ChatGPT privacy: Everything OpenAI knows about you and what to do about it

ChatGPT privacy is one of the biggest topics in tech right now and it’s something everyone who uses the app should understand. Over 800 million people around the world use ChatGPT, and most of them have no idea what happens to their conversations after they hit send.

This is the short answer: ChatGPT is not private by default. If you’re on a free account, or even a paid personal plan, your conversations may be used to train the AI, which means the folks at OpenAI could read what you typed. And even if you delete a chat, OpenAI holds onto it for another 30 days.

The good news is that you can do something about it. OpenAI does give you some controls over your data; they’re just not easy to find, and most people never bother. Once you know where they are, it takes about five minutes to set them up.

This guide covers everything: what data ChatGPT collects, what OpenAI does with it, what the privacy rules actually say, and exactly what steps you can take to protect yourself.

  • What data does ChatGPT collect?
  • How OpenAI uses your data
  • ChatGPT privacy policy: What you need to know
  • Privacy risks of using ChatGPT
  • ChatGPT privacy concerns for work use
  • Quick fixes to lock down your ChatGPT privacy
  • ChatGPT alternatives for privacy-conscious users
  • Should you trust ChatGPT with sensitive information?

What data does ChatGPT collect?

More than most people realize! Every time you use ChatGPT, three types of information are collected:

What you type

Everything you type into ChatGPT is saved on OpenAI’s servers. Your questions, your prompts, any files or photos you upload – all of it is stored. Your chat history stays saved to you–r account until you delete it manually. And even after you delete it, OpenAI keeps a copy for another 30 days before it’s permanently removed.
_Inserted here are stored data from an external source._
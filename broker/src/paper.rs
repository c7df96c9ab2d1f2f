//! Paper trading: instructions fill instantly at the last known price against
//! in-memory cash and positions.
//!
//! Buys that exceed available cash are filled partially; sells are capped at
//! the held quantity. Fees come from a [`FeeModel`] and are taken out of cash.
//!
//! The account keeps a single cash balance. Instructions quoted in another
//! currency (a USDT pair in a USD account) settle against it 1:1.

use std::collections::BTreeMap;
use std::sync::{Mutex, MutexGuard};

use cryptofolio::{FeeModel, Holding, PortfolioSnapshot, Side, Symbol, TradeInstruction};
use log::debug;

use crate::error::BrokerError;
use crate::types::*;
use crate::{Execution, MarketData};

/// Fills within this relative distance of the request count as complete.
const FILL_EPSILON: f64 = 1e-9;

struct PaperState {
    cash: f64,
    positions: Vec<Holding>,
    prices: BTreeMap<Symbol, f64>,
    next_order_id: u64,
}

/// Simulated account that implements both broker traits.
pub struct PaperBroker {
    quote: Symbol,
    fees: FeeModel,
    state: Mutex<PaperState>,
}

impl PaperBroker {
    /// New account holding only `cash` in `quote`.
    pub fn new(quote: Symbol, cash: f64, fees: FeeModel) -> Self {
        Self {
            quote,
            fees,
            state: Mutex::new(PaperState {
                cash,
                positions: Vec::new(),
                prices: BTreeMap::new(),
                next_order_id: 1,
            }),
        }
    }

    /// Seed an account from a snapshot: its holdings, their prices, and the
    /// uninvested remainder as cash.
    pub fn from_snapshot(quote: Symbol, snapshot: &PortfolioSnapshot, fees: FeeModel) -> Self {
        let broker = Self::new(quote, snapshot.cash(), fees);
        {
            let mut state = broker.lock();
            for h in &snapshot.holdings {
                state.prices.insert(h.symbol, h.price);
                state.positions.push(*h);
            }
        }
        broker
    }

    /// Set (or move) the price of `symbol`.
    pub fn set_price(&self, symbol: Symbol, price: f64) {
        let mut state = self.lock();
        state.prices.insert(symbol, price);
        if let Some(h) = state.positions.iter_mut().find(|h| h.symbol == symbol) {
            h.price = price;
        }
    }

    /// Currency the cash balance is kept in.
    pub fn quote(&self) -> Symbol {
        self.quote
    }

    pub fn cash(&self) -> f64 {
        self.lock().cash
    }

    /// Held quantity of `symbol` (0 when flat).
    pub fn quantity(&self, symbol: Symbol) -> f64 {
        self.lock()
            .positions
            .iter()
            .find(|h| h.symbol == symbol)
            .map_or(0.0, |h| h.quantity)
    }

    pub fn positions(&self) -> Vec<Holding> {
        self.lock().positions.clone()
    }

    fn lock(&self) -> MutexGuard<'_, PaperState> {
        // State stays consistent between statements, so a poisoned lock is still usable
        match self.state.lock() {
            Ok(guard) => guard,
            Err(poisoned) => poisoned.into_inner(),
        }
    }

    fn buy(
        &self,
        state: &mut PaperState,
        id: OrderId,
        trade: &TradeInstruction,
        price: f64,
    ) -> ExecutionResult {
        let affordable = state.cash - self.fees.fee(trade.quote_amount);
        let spend = trade.quote_amount.min(affordable);
        if spend <= 0.0 {
            return ExecutionResult::rejected(id, trade.symbol, trade.side, "insufficient cash");
        }

        let fee = self.fees.fee(spend);
        let quantity = spend / price;
        state.cash -= spend + fee;

        match state.positions.iter_mut().find(|h| h.symbol == trade.symbol) {
            Some(h) => h.quantity += quantity,
            None => state
                .positions
                .push(Holding::new(trade.symbol, trade.quote, quantity, price)),
        }

        self.filled(id, trade, spend, quantity, price, fee)
    }

    fn sell(
        &self,
        state: &mut PaperState,
        id: OrderId,
        trade: &TradeInstruction,
        price: f64,
    ) -> ExecutionResult {
        let Some(idx) = state.positions.iter().position(|h| h.symbol == trade.symbol) else {
            return ExecutionResult::rejected(id, trade.symbol, trade.side, "no position");
        };

        let held = state.positions[idx].quantity;
        let wanted = trade.quote_amount / price;
        // Full liquidations can overshoot the holding by float noise
        let quantity = if wanted >= held * (1.0 - FILL_EPSILON) {
            held
        } else {
            wanted
        };
        if quantity <= 0.0 {
            return ExecutionResult::rejected(id, trade.symbol, trade.side, "no position");
        }

        let proceeds = quantity * price;
        let fee = self.fees.fee(proceeds);
        state.cash += proceeds - fee;

        if quantity == held {
            state.positions.remove(idx);
        } else {
            state.positions[idx].quantity -= quantity;
        }

        self.filled(id, trade, proceeds, quantity, price, fee)
    }

    fn filled(
        &self,
        id: OrderId,
        trade: &TradeInstruction,
        filled_quote: f64,
        filled_quantity: f64,
        price: f64,
        fee: f64,
    ) -> ExecutionResult {
        let status = if filled_quote < trade.quote_amount * (1.0 - FILL_EPSILON) {
            ExecutionStatus::PartiallyFilled
        } else {
            ExecutionStatus::Filled
        };
        debug!(
            "paper {id}: {} {filled_quantity:.8} {} @ {price:.2} ({status}, fee {fee:.4})",
            trade.side, trade.symbol
        );
        ExecutionResult {
            order_id: id,
            symbol: trade.symbol,
            side: trade.side,
            status,
            filled_quote,
            filled_quantity,
            avg_price: price,
            fee,
            message: None,
        }
    }
}

impl MarketData for PaperBroker {
    fn get_snapshot(&self) -> Result<PortfolioSnapshot, BrokerError> {
        let state = self.lock();
        let mut holdings = Vec::with_capacity(state.positions.len());
        for h in &state.positions {
            match state.prices.get(&h.symbol) {
                Some(&price) if price > 0.0 && price.is_finite() => {
                    holdings.push(Holding { price, ..*h });
                }
                _ => {
                    return Err(BrokerError::DataUnavailable(format!(
                        "no price for {}",
                        h.symbol
                    )));
                }
            }
        }
        Ok(PortfolioSnapshot::with_cash(state.cash, holdings))
    }
}

impl Execution for PaperBroker {
    fn submit(&self, trade: &TradeInstruction) -> Result<ExecutionResult, BrokerError> {
        if trade.quote != self.quote {
            debug!(
                "paper: settling {}/{} against {} cash at 1:1",
                trade.symbol, trade.quote, self.quote
            );
        }

        let mut state = self.lock();
        let id = OrderId(state.next_order_id);
        state.next_order_id += 1;

        let price = match state.prices.get(&trade.symbol) {
            Some(&p) if p > 0.0 && p.is_finite() => p,
            _ => {
                return Ok(ExecutionResult::rejected(
                    id,
                    trade.symbol,
                    trade.side,
                    format!("no price for {}", trade.symbol),
                ));
            }
        };

        let result = match trade.side {
            Side::Buy => self.buy(&mut state, id, trade, price),
            Side::Sell => self.sell(&mut state, id, trade, price),
        };
        Ok(result)
    }
}
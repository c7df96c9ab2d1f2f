//! Integration tests for full rebalance cycles against mock and paper brokers.

use std::time::Duration;

use cryptofolio::{
    drift_report, AssetAllocation, FeeModel, Holding, PortfolioSpec, RebalancePolicy, Rebalancer,
    Side, Symbol,
};
use cryptofolio_broker::mock::{FillMode, MockBroker, MockBrokerBuilder};
use cryptofolio_broker::paper::PaperBroker;
use cryptofolio_broker::MarketData;
use cryptofolio_rebalancer::audit::AuditLog;
use cryptofolio_rebalancer::config::Config;
use cryptofolio_rebalancer::cycle::{run_cycle, run_cycle_with, CycleContext, CycleOptions};
use cryptofolio_rebalancer::error::Error;
use cryptofolio_rebalancer::scheduler::{Scheduler, Sleeper};

fn btc() -> Symbol {
    Symbol::new("BTC")
}
fn eth() -> Symbol {
    Symbol::new("ETH")
}
fn usd() -> Symbol {
    Symbol::new("USD")
}

/// 50/50 BTC/ETH, 1% tolerance, no fees, no pacing.
fn ctx() -> CycleContext {
    let spec = PortfolioSpec::new(vec![
        AssetAllocation::new(btc(), usd(), 0.5),
        AssetAllocation::new(eth(), usd(), 0.5),
    ])
    .unwrap();
    CycleContext {
        spec,
        rebalancer: Rebalancer::new(RebalancePolicy::default().with_tolerance(0.01)),
        fees: FeeModel::zero(),
        max_orders_per_cycle: 20,
        order_interval: Duration::ZERO,
        sells_first: true,
    }
}

/// BTC worth 3000, ETH worth 7000: needs BUY BTC 2000 / SELL ETH 2000.
fn drifted() -> MockBrokerBuilder {
    MockBroker::builder()
        .with_holding(Holding::new(btc(), usd(), 0.125, 24_000.0))
        .with_holding(Holding::new(eth(), usd(), 3.5, 2_000.0))
}

fn opts(cycle: u64) -> CycleOptions {
    CycleOptions {
        dry_run: false,
        cycle,
    }
}

#[derive(Default)]
struct RecordingSleeper {
    slept: Vec<Duration>,
}

impl Sleeper for RecordingSleeper {
    fn sleep(&mut self, duration: Duration) {
        self.slept.push(duration);
    }
}

// ============================================================================
// Mock broker
// ============================================================================

#[test]
fn drifted_portfolio_submits_sell_then_buy() {
    let broker = drifted().build();
    let report = run_cycle(&ctx(), &broker, &broker, &mut AuditLog::sink(), &opts(1)).unwrap();

    assert_eq!(report.submitted, 2);
    assert_eq!(report.filled, 2);
    assert_eq!(report.failed, 0);

    let submitted = broker.submitted();
    assert_eq!(submitted[0].symbol, eth());
    assert_eq!(submitted[0].side, Side::Sell);
    assert_eq!(submitted[0].quote_amount, 2_000.0);
    assert_eq!(submitted[1].symbol, btc());
    assert_eq!(submitted[1].side, Side::Buy);
    assert_eq!(submitted[1].quote_amount, 2_000.0);
}

#[test]
fn balanced_portfolio_submits_nothing() {
    let broker = MockBroker::builder()
        .with_holding(Holding::new(btc(), usd(), 0.25, 20_000.0))
        .with_holding(Holding::new(eth(), usd(), 2.5, 2_000.0))
        .build();
    let report = run_cycle(&ctx(), &broker, &broker, &mut AuditLog::sink(), &opts(1)).unwrap();
    assert!(report.is_noop());
    assert!(broker.submitted().is_empty());
}

#[test]
fn data_unavailable_submits_nothing() {
    let broker = drifted().unavailable().build();
    let result = run_cycle(&ctx(), &broker, &broker, &mut AuditLog::sink(), &opts(1));
    assert!(matches!(result, Err(Error::DataUnavailable(_))));
    assert!(broker.submitted().is_empty());
}

#[test]
fn zero_total_is_empty_portfolio() {
    let broker = MockBroker::builder().with_total_value(0.0).build();
    let result = run_cycle(&ctx(), &broker, &broker, &mut AuditLog::sink(), &opts(1));
    assert!(matches!(result, Err(Error::EmptyPortfolio)));
    assert!(broker.submitted().is_empty());
}

#[test]
fn dry_run_computes_but_does_not_submit() {
    let broker = drifted().build();
    let options = CycleOptions {
        dry_run: true,
        cycle: 1,
    };
    let report = run_cycle(&ctx(), &broker, &broker, &mut AuditLog::sink(), &options).unwrap();
    assert_eq!(report.trades.len(), 2);
    assert_eq!(report.submitted, 0);
    assert!(broker.submitted().is_empty());
}

#[test]
fn rejections_are_counted_not_retried() {
    let broker = drifted().fill_mode(FillMode::Reject).build();
    let report = run_cycle(&ctx(), &broker, &broker, &mut AuditLog::sink(), &opts(1)).unwrap();
    assert_eq!(report.submitted, 2);
    assert_eq!(report.failed, 2);
    assert_eq!(broker.submitted().len(), 2);
}

#[test]
fn submission_errors_are_counted_not_retried() {
    let broker = drifted().fill_mode(FillMode::Error).build();
    let report = run_cycle(&ctx(), &broker, &broker, &mut AuditLog::sink(), &opts(1)).unwrap();
    assert_eq!(report.failed, 2);
    assert!(report.results.is_empty());
    assert_eq!(broker.submitted().len(), 2);
}

#[test]
fn partial_fills_are_reported() {
    let broker = drifted().fill_mode(FillMode::ImmediatePartial(0.5)).build();
    let report = run_cycle(&ctx(), &broker, &broker, &mut AuditLog::sink(), &opts(1)).unwrap();
    assert_eq!(report.partial, 2);
    assert_eq!(report.results[0].filled_quote, 1_000.0);
}

#[test]
fn too_many_orders_aborts_before_submitting() {
    let broker = drifted().build();
    let mut context = ctx();
    context.max_orders_per_cycle = 1;
    let result = run_cycle(&context, &broker, &broker, &mut AuditLog::sink(), &opts(1));
    assert!(matches!(result, Err(Error::Aborted(_))));
    assert!(broker.submitted().is_empty());
}

#[test]
fn declined_approval_aborts() {
    let broker = drifted().build();
    let result = run_cycle_with(
        &ctx(),
        &broker,
        &broker,
        &mut AuditLog::sink(),
        &opts(1),
        |snapshot, trades| {
            assert_eq!(snapshot.total_value, 10_000.0);
            assert_eq!(trades[0].side, Side::Sell);
            Ok(false)
        },
    );
    assert!(matches!(result, Err(Error::Aborted(_))));
    assert!(broker.submitted().is_empty());
}

#[test]
fn audit_trail_records_cycle() {
    let dir = tempfile::tempdir().unwrap();
    let path = dir.path().join("audit.jsonl");
    let broker = drifted().build();
    {
        let mut audit = AuditLog::open(&path).unwrap();
        run_cycle(&ctx(), &broker, &broker, &mut audit, &opts(7)).unwrap();
    }

    let contents = std::fs::read_to_string(&path).unwrap();
    let events: Vec<String> = contents
        .lines()
        .map(|l| {
            let v: serde_json::Value = serde_json::from_str(l).unwrap();
            v["event"].as_str().unwrap().to_string()
        })
        .collect();
    assert_eq!(
        events,
        vec![
            "cycle_started",
            "snapshot_fetched",
            "trades_computed",
            "order_result",
            "order_result",
            "cycle_completed",
            "drift",
        ]
    );
    assert!(contents.lines().next().unwrap().contains("\"cycle\":7"));
}

#[test]
fn post_trade_snapshot_feeds_drift() {
    let broker = drifted().build();
    let report = run_cycle(&ctx(), &broker, &broker, &mut AuditLog::sink(), &opts(1)).unwrap();
    assert_eq!(broker.snapshot_reads(), 2);
    assert!(report.drift.is_some());
}

// ============================================================================
// Paper broker
// ============================================================================

fn audit_lines(path: &std::path::Path) -> Vec<serde_json::Value> {
    std::fs::read_to_string(path)
        .unwrap()
        .lines()
        .map(|l| serde_json::from_str(l).unwrap())
        .collect()
}

#[test]
fn approved_cycle_records_confirmation_and_drift() {
    let dir = tempfile::tempdir().unwrap();
    let path = dir.path().join("audit.jsonl");
    let context = ctx();
    let broker = paper(FeeModel::zero());
    {
        let mut audit = AuditLog::open(&path).unwrap();
        let report =
            run_cycle_with(&context, &broker, &broker, &mut audit, &opts(1), |_, _| Ok(true))
                .unwrap();
        let drift = report.drift.unwrap();
        assert!(drift.tracking_error_pct < 1e-6);
    }

    let lines = audit_lines(&path);
    let events: Vec<&str> = lines.iter().map(|v| v["event"].as_str().unwrap()).collect();
    assert_eq!(
        events,
        vec![
            "cycle_started",
            "snapshot_fetched",
            "trades_computed",
            "user_confirmed",
            "order_result",
            "order_result",
            "cycle_completed",
            "drift",
        ]
    );

    assert_eq!(lines[3]["approved"], true);
    let drift = &lines[7];
    assert!(drift["tracking_error_pct"].as_f64().unwrap() < 1e-6);
    let entries = drift["entries"].as_array().unwrap();
    assert_eq!(entries.len(), 2);
    assert_eq!(entries[0]["symbol"], "BTC");
    assert_eq!(entries[0]["target_weight"], 0.5);
}

#[test]
fn mixed_quotes_converge_in_paper_account() {
    let usdt = Symbol::new("USDT");
    let mut context = ctx();
    context.spec = PortfolioSpec::new(vec![
        AssetAllocation::new(btc(), usdt, 0.5),
        AssetAllocation::new(eth(), usd(), 0.5),
    ])
    .unwrap();
    let broker = PaperBroker::new(usd(), 10_000.0, FeeModel::zero());
    broker.set_price(btc(), 20_000.0);
    broker.set_price(eth(), 2_000.0);

    let report = run_cycle(&context, &broker, &broker, &mut AuditLog::sink(), &opts(1)).unwrap();
    assert_eq!(report.submitted, 2);
    assert_eq!(report.filled, 2);
    assert_eq!(report.failed, 0);
    assert_eq!(broker.quantity(btc()), 0.25);
    assert_eq!(broker.quantity(eth()), 2.5);

    let again = run_cycle(&context, &broker, &broker, &mut AuditLog::sink(), &opts(2)).unwrap();
    assert!(again.is_noop());
}

fn paper(fees: FeeModel) -> PaperBroker {
    let snapshot = drifted().build().get_snapshot().unwrap();
    PaperBroker::from_snapshot(usd(), &snapshot, fees)
}

#[test]
fn paper_account_converges_and_stays_put() {
    let context = ctx();
    let broker = paper(FeeModel::zero());

    let first = run_cycle(&context, &broker, &broker, &mut AuditLog::sink(), &opts(1)).unwrap();
    assert_eq!(first.filled, 2);

    let after = broker.get_snapshot().unwrap();
    let drift = drift_report(&context.spec, &after).unwrap();
    assert!(drift.max_abs_deviation() < 1e-6);

    let second = run_cycle(&context, &broker, &broker, &mut AuditLog::sink(), &opts(2)).unwrap();
    assert!(second.is_noop());
}

#[test]
fn fees_leave_final_buy_partial() {
    let fees = FeeModel {
        fee_bps: 10,
        slippage_bps: 0,
        min_fee: 0.0,
    };
    let broker = paper(fees);
    let report = run_cycle(&ctx(), &broker, &broker, &mut AuditLog::sink(), &opts(1)).unwrap();

    assert_eq!(report.filled, 1);
    assert_eq!(report.partial, 1);
    assert!(report.fees_paid > 3.9 && report.fees_paid < 4.0);
    assert!(broker.cash() >= 0.0);
}

#[test]
fn scheduled_cycles_follow_price_moves() {
    let context = ctx();
    let broker = paper(FeeModel::zero());
    let scheduler = Scheduler::new(Duration::from_secs(86_400));
    let mut sleeper = RecordingSleeper::default();
    let mut trades_per_cycle = Vec::new();

    let summary = scheduler
        .run(Some(3), &mut sleeper, |n| {
            if n == 3 {
                broker.set_price(btc(), 48_000.0);
            }
            let report = run_cycle(&context, &broker, &broker, &mut AuditLog::sink(), &opts(n))?;
            trades_per_cycle.push(report.trades.len());
            Ok(report)
        })
        .unwrap();

    assert_eq!(summary.completed, 3);
    assert_eq!(trades_per_cycle, vec![2, 0, 2]);
    assert_eq!(sleeper.slept.len(), 2);

    let drift = drift_report(&context.spec, &broker.get_snapshot().unwrap()).unwrap();
    assert!(drift.max_abs_deviation() < 1e-6);
}

#[test]
fn context_from_config() {
    let config = Config::from_toml(
        r#"
[portfolio]
tolerance = 0.05

[[portfolio.assets]]
symbol = "BTC"
weight = 0.5

[[portfolio.assets]]
symbol = "ETH"
weight = 0.5

[execution]
order_interval_ms = 0
"#,
    )
    .unwrap();
    let context = CycleContext::from_config(&config).unwrap();
    assert_eq!(context.order_interval, Duration::ZERO);
    assert_eq!(context.rebalancer.policy().tolerance, 0.05);

    let broker = drifted().build();
    let report = run_cycle(&context, &broker, &broker, &mut AuditLog::sink(), &opts(1)).unwrap();
    assert_eq!(report.submitted, 2);
}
Your account and device details

When you sign up, OpenAI collects your name, email address, and payment details if you pay for a plan. Every time you use the app, it also records your IP address (which can show roughly where you are), what device you’re using, and what browser you’re on. Even if you use ChatGPT without logging in, it still picks up some of this technical information.

The bottom line is that using ChatGPT is not like having a private conversation. It’s more like writing in a notebook that someone else might read.

How you behave on the platform

ChatGPT tracks how you use it: how often you log in, which features you use, and whether you give responses a thumbs up or thumbs down. Watch out for that last one: if you rate a response, OpenAI can use that specific conversation for training, even if you’ve turned training off in your settings.

To give you a sense of the scale: in early 2026, a court ordered OpenAI to hand over tens of millions of ChatGPT conversation logs as part of a legal case. That’s how much data is being stored – and it can end up in places you’d never expect.

How OpenAI uses your data

The big question people have about ChatGPT privacy is: is my data being used to train the AI? For most users, the answer is yes – unless you turn it off.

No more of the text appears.